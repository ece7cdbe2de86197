//! The client side of a terminal session.
//!
//! [`run_session`] is transport- and terminal-agnostic: input, output,
//! resize events, size queries and the interrupt all arrive through
//! [`SessionIo`], so the same code drives a real terminal and the
//! integration tests.

use std::future::Future;
use std::pin::Pin;
use std::sync::Arc;
use std::time::Duration;

use futures_util::stream::{SplitSink, SplitStream};
use futures_util::{SinkExt, StreamExt};
use protocol::{encode_resize, DisconnectReason, Lifecycle};
use tokio::io::{AsyncRead, AsyncWrite, AsyncWriteExt};
use tokio::sync::{mpsc, Mutex};
use tokio_tungstenite::tungstenite::Message as WsMessage;
use tokio_tungstenite::WebSocketStream;
use tokio_util::sync::CancellationToken;

use super::resize::SizeQuery;
use crate::network::{classify, close_message, ErrorClass, CLIENT_DISCONNECTED_REASON};

/// Capacity of the outbound message queue.
const QUEUE_CAPACITY: usize = 64;

/// Bound on flushing the final close frame.
const WRITER_FLUSH_TIMEOUT: Duration = Duration::from_secs(1);

/// Clears the current line before narration so it is not mixed with output.
const LINE_RESET: &str = "\r\x1b[K";

/// Future that resolves when the user asks to leave.
pub type Interrupt = Pin<Box<dyn Future<Output = ()> + Send>>;

/// Everything a session reads from and writes to, apart from the connection.
pub struct SessionIo<W> {
    /// Chunks of user input.
    pub input: mpsc::Receiver<Vec<u8>>,
    /// Where terminal output and narration go.
    pub output: W,
    /// One event per possible resize.
    pub resize: mpsc::Receiver<()>,
    /// Current local terminal size.
    pub size: SizeQuery,
    /// Resolves on interrupt.
    pub interrupt: Interrupt,
}

type SharedOutput<W> = Arc<Mutex<W>>;

/// Drive a session until it ends and return why it ended.
///
/// The disconnect line is written to the output exactly once, with the
/// reason of whichever path got there first.
pub async fn run_session<S, W>(
    ws: WebSocketStream<S>,
    io: SessionIo<W>,
    lifecycle: Arc<Lifecycle>,
) -> DisconnectReason
where
    S: AsyncRead + AsyncWrite + Unpin + Send + 'static,
    W: AsyncWrite + Unpin + Send + 'static,
{
    let SessionIo {
        input,
        output,
        resize,
        size,
        interrupt,
    } = io;

    let (sink, stream) = ws.split();
    let output: SharedOutput<W> = Arc::new(Mutex::new(output));
    let (queue, queue_rx) = mpsc::channel(QUEUE_CAPACITY);
    let done = CancellationToken::new();

    let writer = tokio::spawn(write_loop(sink, queue_rx));

    match size() {
        Ok(initial) if initial.is_valid() => {
            if queue.send(WsMessage::Text(encode_resize(initial))).await.is_err() {
                tracing::warn!("Failed to send initial terminal size");
            }
        }
        Ok(initial) => {
            tracing::warn!(cols = initial.cols, rows = initial.rows, "Terminal reports no size");
        }
        Err(e) => tracing::warn!(error = %e, "Could not get terminal size"),
    }

    let resize_task = tokio::spawn(resize_loop(resize, size, queue.clone()));
    let input_task = tokio::spawn(input_pump(input, queue.clone(), done.clone()));
    let output_task = tokio::spawn(output_pump(
        stream,
        Arc::clone(&output),
        Arc::clone(&lifecycle),
        done.clone(),
    ));

    tokio::select! {
        _ = done.cancelled() => {}
        _ = interrupt => {
            write_output(&output, b"\r\nReceived interrupt, disconnecting...\r\n").await;
            // Best effort: a stalled peer must not keep the client alive
            let _ = queue.try_send(close_message(CLIENT_DISCONNECTED_REASON));
            report(&lifecycle, &output, DisconnectReason::Interrupted).await;
        }
    }

    if lifecycle.reason() != Some(DisconnectReason::Interrupted) {
        // Best effort: the server may have closed already
        let _ = queue.try_send(close_message(CLIENT_DISCONNECTED_REASON));
    }
    report(&lifecycle, &output, DisconnectReason::ClientClosed).await;

    input_task.abort();
    resize_task.abort();
    output_task.abort();
    drop(queue);

    if tokio::time::timeout(WRITER_FLUSH_TIMEOUT, writer).await.is_err() {
        tracing::debug!("Connection writer did not finish in time");
    }

    lifecycle.reason().unwrap_or(DisconnectReason::ClientClosed)
}

async fn write_loop<S>(
    mut sink: SplitSink<WebSocketStream<S>, WsMessage>,
    mut queue: mpsc::Receiver<WsMessage>,
) where
    S: AsyncRead + AsyncWrite + Unpin,
{
    while let Some(message) = queue.recv().await {
        let is_close = matches!(message, WsMessage::Close(_));
        if let Err(e) = sink.send(message).await {
            if classify(&e) != ErrorClass::AlreadyClosed {
                tracing::debug!(error = %e, "Failed to send message");
            }
            break;
        }
        if is_close {
            break;
        }
    }
    let _ = sink.close().await;
}

async fn resize_loop(
    mut events: mpsc::Receiver<()>,
    size: SizeQuery,
    queue: mpsc::Sender<WsMessage>,
) {
    while events.recv().await.is_some() {
        match size() {
            Ok(current) if current.is_valid() => {
                tracing::debug!(cols = current.cols, rows = current.rows, "Terminal resized");
                if queue.send(WsMessage::Text(encode_resize(current))).await.is_err() {
                    // Connection already closed
                    break;
                }
            }
            Ok(_) => {}
            Err(e) => tracing::debug!(error = %e, "Could not get terminal size"),
        }
    }
}

async fn input_pump(
    mut input: mpsc::Receiver<Vec<u8>>,
    queue: mpsc::Sender<WsMessage>,
    done: CancellationToken,
) {
    while let Some(chunk) = input.recv().await {
        if queue.send(WsMessage::Binary(chunk)).await.is_err() {
            break;
        }
    }
    tracing::debug!("Input ended");
    done.cancel();
}

async fn output_pump<S, W>(
    mut stream: SplitStream<WebSocketStream<S>>,
    output: SharedOutput<W>,
    lifecycle: Arc<Lifecycle>,
    done: CancellationToken,
) where
    S: AsyncRead + AsyncWrite + Unpin,
    W: AsyncWrite + Unpin,
{
    while let Some(result) = stream.next().await {
        let written = match result {
            Ok(WsMessage::Binary(bytes)) => write_bytes(&output, &bytes).await,
            Ok(WsMessage::Text(text)) => write_bytes(&output, text.as_bytes()).await,
            Ok(WsMessage::Close(frame)) => {
                tracing::debug!(frame = ?frame, "Server closed the connection");
                report(&lifecycle, &output, DisconnectReason::ServerClosed).await;
                break;
            }
            Ok(_) => continue,
            Err(e) => {
                match classify(&e) {
                    ErrorClass::AlreadyClosed => {
                        report(&lifecycle, &output, DisconnectReason::ClientClosed).await;
                    }
                    ErrorClass::UnexpectedClosure | ErrorClass::Other => {
                        if !lifecycle.is_disconnected() {
                            let message = format!("{}\nConnection closed: {}\r\n", LINE_RESET, e);
                            write_output(&output, message.as_bytes()).await;
                        }
                        report(&lifecycle, &output, DisconnectReason::ConnectionError).await;
                    }
                }
                break;
            }
        };

        if let Err(e) = written {
            tracing::debug!(error = %e, "Failed to write output");
            report(&lifecycle, &output, DisconnectReason::OutputError).await;
            break;
        }
    }

    report(&lifecycle, &output, DisconnectReason::ClientClosed).await;
    done.cancel();
}

async fn write_bytes<W>(output: &SharedOutput<W>, bytes: &[u8]) -> std::io::Result<()>
where
    W: AsyncWrite + Unpin,
{
    let mut out = output.lock().await;
    out.write_all(bytes).await?;
    out.flush().await
}

async fn write_output<W>(output: &SharedOutput<W>, bytes: &[u8])
where
    W: AsyncWrite + Unpin,
{
    let _ = write_bytes(output, bytes).await;
}

/// Record the end of the session; only the first call prints.
async fn report<W>(lifecycle: &Lifecycle, output: &SharedOutput<W>, reason: DisconnectReason)
where
    W: AsyncWrite + Unpin,
{
    if let Some(line) = lifecycle.disconnect(reason) {
        let message = format!("{}{}\r\n", LINE_RESET, line);
        write_output(output, message.as_bytes()).await;
    }
}

#[cfg(test)]
mod tests {
    use super::*;
    use protocol::TerminalSize;
    use tokio::sync::oneshot;
    use tokio_tungstenite::tungstenite::protocol::Role;

    fn session_io<W>(
        input: mpsc::Receiver<Vec<u8>>,
        output: W,
        interrupt: oneshot::Receiver<()>,
    ) -> (SessionIo<W>, mpsc::Sender<()>) {
        let (resize_tx, resize_rx) = mpsc::channel(1);
        let io = SessionIo {
            input,
            output,
            resize: resize_rx,
            size: Arc::new(|| Ok(TerminalSize::new(80, 24))),
            interrupt: Box::pin(async move {
                if interrupt.await.is_err() {
                    std::future::pending::<()>().await;
                }
            }),
        };
        (io, resize_tx)
    }

    #[tokio::test]
    async fn test_interrupt_returns_when_peer_stops_reading() {
        // The server half is never read, so the writer backs up
        let (local, _server) = tokio::io::duplex(1024);
        let ws = WebSocketStream::from_raw_socket(local, Role::Client, None).await;

        let (input_tx, input_rx) = mpsc::channel(256);
        let (interrupt_tx, interrupt_rx) = oneshot::channel();
        let (io, _resize_tx) = session_io(input_rx, tokio::io::sink(), interrupt_rx);
        let session = tokio::spawn(run_session(ws, io, Arc::new(Lifecycle::start())));

        for _ in 0..200 {
            input_tx.send(vec![b'x'; 1024]).await.unwrap();
        }
        tokio::time::sleep(Duration::from_millis(100)).await;
        interrupt_tx.send(()).unwrap();

        let reason = tokio::time::timeout(Duration::from_secs(5), session)
            .await
            .expect("session did not return after interrupt")
            .unwrap();
        assert_eq!(reason, DisconnectReason::Interrupted);
    }

    #[tokio::test]
    async fn test_end_of_input_reports_client_closed() {
        let (local, _server) = tokio::io::duplex(1 << 16);
        let ws = WebSocketStream::from_raw_socket(local, Role::Client, None).await;

        let (input_tx, input_rx) = mpsc::channel(4);
        let (_interrupt_tx, interrupt_rx) = oneshot::channel();
        let (output, mut narration) = tokio::io::duplex(1 << 16);
        let (io, _resize_tx) = session_io(input_rx, output, interrupt_rx);
        drop(input_tx);

        let reason = tokio::time::timeout(
            Duration::from_secs(5),
            run_session(ws, io, Arc::new(Lifecycle::start())),
        )
        .await
        .unwrap();
        assert_eq!(reason, DisconnectReason::ClientClosed);

        let mut printed = vec![0u8; 4096];
        let n = tokio::io::AsyncReadExt::read(&mut narration, &mut printed)
            .await
            .unwrap();
        let printed = String::from_utf8_lossy(&printed[..n]);
        assert!(printed.contains("Disconnected from terminal server after"));
        assert!(printed.contains("(client closed)"));
    }
}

▶ WHAT THE EXERCISE ASKS: Every line of the listing that holds the word "Failed" is to be found and copied.

▶ EXERCISE OUTPUT:
                tracing::warn!("Failed to send initial terminal size");
                tracing::debug!(error = %e, "Failed to send message");
            tracing::debug!(error = %e, "Failed to write output");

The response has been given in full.